Отчет Технической комиссии Польского Красного Креста о ходе работ в Катыни
17 апреля 1943 года комиссия с временным составом из 3 человек приступила к работе, распределение которой было следующим:
1) г‑н Ройкевич Людвик – исследование документов в секретариате тайной полиции;
2) г‑н Колодзейский Стефан и Водзиновский Ежи – розыск и сохранение документов, обнаруженных на останках в Катынском лесу.
В этот день, однако, в работе наступил перерыв в связи с приездом польской делегации, состоящей из офицеров‑военнопленных, находящихся в офицерских лагерях в Германии. Прибыли:
1) подполковник кавалерии Моссор Стефан – офлаг П Е/К № 1449;
2) капитан Цыльковский Станислав – офлаг П Е/К № 1272;
3) подпоручик Гостовский Станислав – офлаг ПВ № 776/П/В;
4) капитан Клебан Эугениуш – офлаг П D №
5) подпоручик авиации Ровиньский Збигнев – офлаг П С № 1205/П/В;
6) капитан танковых войск Адамский Константин – офлаг П С № 902/Х1/А.
Члены комиссии Польского Красного Креста имели возможность совместно осмотреть рвы, а также документы.
Поведение польских офицеров по отношению к немцам было сдержанным и достойным. В ходе короткой беседы в стороне они с явным удовлетворением приняли к сведению, что ПКК занимается исключительно технической стороной эксгумационных работ, полностью отмежевавшись от политической стороны.
19 января члены комиссии пытались связаться с поручиком Словенциком, чтобы детально обговорить условия работы.

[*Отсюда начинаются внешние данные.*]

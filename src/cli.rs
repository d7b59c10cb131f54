//! Command-line interface definition using clap.
//!
//! The [`Args`] struct is the run's whole configuration object: which
//! export to read, how many ranked conversations to keep, which pattern
//! set (if any) to track, and whether to print a table instead of
//! rendering a chart.
//!
//! The two pattern flags are mutually exclusive — clap rejects a command
//! line that sets both before any archive content is touched.

use std::path::PathBuf;

use clap::Parser;

/// Graph per-conversation activity and filler-word trends from a Discord
/// data export.
#[derive(Parser, Debug, Clone)]
#[command(name = "chatgraph")]
#[command(version, about, long_about = None)]
#[command(after_help = "EXAMPLES:
    chatgraph package.zip
    chatgraph package.zip --list
    chatgraph ./extracted-export -n 5 -o activity.svg
    chatgraph package.zip -n 1 --fillers
    chatgraph package.zip -n 1 -u alice --phrase 'good morning' --phrase brb")]
pub struct Args {
    /// Path to the data export (.zip archive or extracted directory)
    pub archive: PathBuf,

    /// Number of ranked conversations to display
    #[arg(short = 'n', long, default_value_t = 10, value_name = "N")]
    pub top: usize,

    /// Number of top-ranked conversations to skip first
    #[arg(short = 's', long, default_value_t = 0, value_name = "N")]
    pub skip: usize,

    /// Print the ranked table to stdout and exit without rendering
    #[arg(short = 'l', long)]
    pub list: bool,

    /// Only keep conversations whose name contains TERM (repeatable)
    #[arg(short = 'u', long = "user", value_name = "TERM")]
    pub users: Vec<String>,

    /// Track the builtin filler-word set and rank by match volume
    #[arg(short = 'f', long, conflicts_with = "phrases")]
    pub fillers: bool,

    /// Track a custom phrase instead (repeatable; raw regex fragment,
    /// matched anywhere in a message)
    #[arg(short = 'p', long = "phrase", value_name = "PHRASE", conflicts_with = "fillers")]
    pub phrases: Vec<String>,

    /// Chart output path
    #[arg(short = 'o', long, default_value = "chatgraph.svg", value_name = "PATH")]
    pub output: PathBuf,
}

impl Args {
    /// Returns `true` when any pattern set is requested.
    pub fn pattern_mode(&self) -> bool {
        self.fillers || !self.phrases.is_empty()
    }
}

Однако в тот день из‑за отсутствия транспортных средств эти попытки окончились ничем. 20 апреля, после бесплодного ожидания до 14 час., Людвик Ройкевич, не имея другого выхода, отправился пешком в находящийся в 10 километрах секретариат тайной полиции, чтобы установить контакт со Словенциком, но вернулся, поскольку по дороге встретил машину, в которой ехали новые члены комиссии ПКК в составе: 1) Кассур Хуго; 2) Яворовский Грациан; 3) Годзик Адам.